### DIRECTIONS FOR THIS TASK
Copy the records below without altering a single word.

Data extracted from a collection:
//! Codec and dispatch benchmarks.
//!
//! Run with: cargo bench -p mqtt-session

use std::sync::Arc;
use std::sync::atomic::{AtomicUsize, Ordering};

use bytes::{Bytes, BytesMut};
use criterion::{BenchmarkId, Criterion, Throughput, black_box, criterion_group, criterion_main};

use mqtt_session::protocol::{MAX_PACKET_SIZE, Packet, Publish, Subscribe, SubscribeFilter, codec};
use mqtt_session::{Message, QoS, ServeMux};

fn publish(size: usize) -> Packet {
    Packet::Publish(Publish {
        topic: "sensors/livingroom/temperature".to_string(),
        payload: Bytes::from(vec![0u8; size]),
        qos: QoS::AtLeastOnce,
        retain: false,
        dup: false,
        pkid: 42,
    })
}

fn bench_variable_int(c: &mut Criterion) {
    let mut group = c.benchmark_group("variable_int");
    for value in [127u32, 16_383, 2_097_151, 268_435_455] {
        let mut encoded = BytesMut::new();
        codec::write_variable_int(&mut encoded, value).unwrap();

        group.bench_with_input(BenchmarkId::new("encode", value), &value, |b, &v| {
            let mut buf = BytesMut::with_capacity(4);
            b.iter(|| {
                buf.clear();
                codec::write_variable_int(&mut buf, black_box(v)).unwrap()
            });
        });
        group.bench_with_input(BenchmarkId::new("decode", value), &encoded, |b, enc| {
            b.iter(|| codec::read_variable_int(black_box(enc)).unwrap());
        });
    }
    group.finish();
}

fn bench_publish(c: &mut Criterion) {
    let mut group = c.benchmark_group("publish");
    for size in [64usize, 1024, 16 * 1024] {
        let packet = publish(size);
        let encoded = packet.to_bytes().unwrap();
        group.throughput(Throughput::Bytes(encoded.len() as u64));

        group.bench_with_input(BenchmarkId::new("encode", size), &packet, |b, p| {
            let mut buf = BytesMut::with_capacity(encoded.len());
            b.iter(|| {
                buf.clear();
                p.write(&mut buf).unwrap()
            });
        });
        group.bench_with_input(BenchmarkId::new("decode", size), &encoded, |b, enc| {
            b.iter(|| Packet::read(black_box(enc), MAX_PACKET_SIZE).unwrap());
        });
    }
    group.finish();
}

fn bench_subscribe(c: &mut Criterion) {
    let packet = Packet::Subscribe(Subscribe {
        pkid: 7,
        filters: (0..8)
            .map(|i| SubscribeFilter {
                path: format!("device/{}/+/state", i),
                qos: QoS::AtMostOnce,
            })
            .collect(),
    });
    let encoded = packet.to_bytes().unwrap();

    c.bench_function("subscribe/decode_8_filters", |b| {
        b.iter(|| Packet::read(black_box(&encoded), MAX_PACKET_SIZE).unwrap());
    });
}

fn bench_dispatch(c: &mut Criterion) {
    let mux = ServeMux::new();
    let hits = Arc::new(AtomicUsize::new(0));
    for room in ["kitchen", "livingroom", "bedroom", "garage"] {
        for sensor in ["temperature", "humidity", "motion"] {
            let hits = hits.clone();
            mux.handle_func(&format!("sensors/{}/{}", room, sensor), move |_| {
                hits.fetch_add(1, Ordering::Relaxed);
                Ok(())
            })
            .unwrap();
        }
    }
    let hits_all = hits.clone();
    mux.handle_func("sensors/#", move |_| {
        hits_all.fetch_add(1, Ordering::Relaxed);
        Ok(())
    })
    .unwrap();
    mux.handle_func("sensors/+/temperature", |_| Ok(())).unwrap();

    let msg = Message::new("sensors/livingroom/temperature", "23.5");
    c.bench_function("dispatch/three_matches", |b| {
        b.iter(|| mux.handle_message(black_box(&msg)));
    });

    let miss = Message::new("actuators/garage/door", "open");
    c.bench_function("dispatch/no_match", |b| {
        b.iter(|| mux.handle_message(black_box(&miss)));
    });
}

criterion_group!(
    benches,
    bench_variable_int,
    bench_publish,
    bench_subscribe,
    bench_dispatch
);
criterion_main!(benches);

### RESULT OF THIS TASK
//! Codec and dispatch benchmarks.
//!
//! Run with: cargo bench -p mqtt-session

use std::sync::Arc;
use std::sync::atomic::{AtomicUsize, Ordering};

use bytes::{Bytes, BytesMut};
use criterion::{BenchmarkId, Criterion, Throughput, black_box, criterion_group, criterion_main};

use mqtt_session::protocol::{MAX_PACKET_SIZE, Packet, Publish, Subscribe, SubscribeFilter, codec};
use mqtt_session::{Message, QoS, ServeMux};

fn publish(size: usize) -> Packet {
    Packet::Publish(Publish {
        topic: "sensors/livingroom/temperature".to_string(),
        payload: Bytes::from(vec![0u8; size]),
        qos: QoS::AtLeastOnce,
        retain: false,
        dup: false,
        pkid: 42,
    })
}

fn bench_variable_int(c: &mut Criterion) {
    let mut group = c.benchmark_group("variable_int");
    for value in [127u32, 16_383, 2_097_151, 268_435_455] {
        let mut encoded = BytesMut::new();
        codec::write_variable_int(&mut encoded, value).unwrap();

        group.bench_with_input(BenchmarkId::new("encode", value), &value, |b, &v| {
            let mut buf = BytesMut::with_capacity(4);
            b.iter(|| {
                buf.clear();
                codec::write_variable_int(&mut buf, black_box(v)).unwrap()
            });
        });
        group.bench_with_input(BenchmarkId::new("decode", value), &encoded, |b, enc| {
            b.iter(|| codec::read_variable_int(black_box(enc)).unwrap());
        });
    }
    group.finish();
}

fn bench_publish(c: &mut Criterion) {
    let mut group = c.benchmark_group("publish");
    for size in [64usize, 1024, 16 * 1024] {
        let packet = publish(size);
        let encoded = packet.to_bytes().unwrap();
        group.throughput(Throughput::Bytes(encoded.len() as u64));

        group.bench_with_input(BenchmarkId::new("encode", size), &packet, |b, p| {
            let mut buf = BytesMut::with_capacity(encoded.len());
            b.iter(|| {
                buf.clear();
                p.write(&mut buf).unwrap()
            });
        });
        group.bench_with_input(BenchmarkId::new("decode", size), &encoded, |b, enc| {
            b.iter(|| Packet::read(black_box(enc), MAX_PACKET_SIZE).unwrap());
        });
    }
    group.finish();
}

fn bench_subscribe(c: &mut Criterion) {
    let packet = Packet::Subscribe(Subscribe {
        pkid: 7,
        filters: (0..8)
            .map(|i| SubscribeFilter {
                path: format!("device/{}/+/state", i),
                qos: QoS::AtMostOnce,
            })
            .collect(),
    });
    let encoded = packet.to_bytes().unwrap();

    c.bench_function("subscribe/decode_8_filters", |b| {
        b.iter(|| Packet::read(black_box(&encoded), MAX_PACKET_SIZE).unwrap());
    });
}

fn bench_dispatch(c: &mut Criterion) {
    let mux = ServeMux::new();
    let hits = Arc::new(AtomicUsize::new(0));
    for room in ["kitchen", "livingroom", "bedroom", "garage"] {
        for sensor in ["temperature", "humidity", "motion"] {
            let hits = hits.clone();
            mux.handle_func(&format!("sensors/{}/{}", room, sensor), move |_| {
                hits.fetch_add(1, Ordering::Relaxed);
                Ok(())
            })
            .unwrap();
        }
    }
    let hits_all = hits.clone();
    mux.handle_func("sensors/#", move |_| {
        hits_all.fetch_add(1, Ordering::Relaxed);
        Ok(())
    })
    .unwrap();
    mux.handle_func("sensors/+/temperature", |_| Ok(())).unwrap();

    let msg = Message::new("sensors/livingroom/temperature", "23.5");
    c.bench_function("dispatch/three_matches", |b| {
        b.iter(|| mux.handle_message(black_box(&msg)));
    });

    let miss = Message::new("actuators/garage/door", "open");
    c.bench_function("dispatch/no_match", |b| {
        b.iter(|| mux.handle_message(black_box(&miss)));
    });
}

criterion_group!(
    benches,
    bench_variable_int,
    bench_publish,
    bench_subscribe,
    bench_dispatch
);
criterion_main!(benches);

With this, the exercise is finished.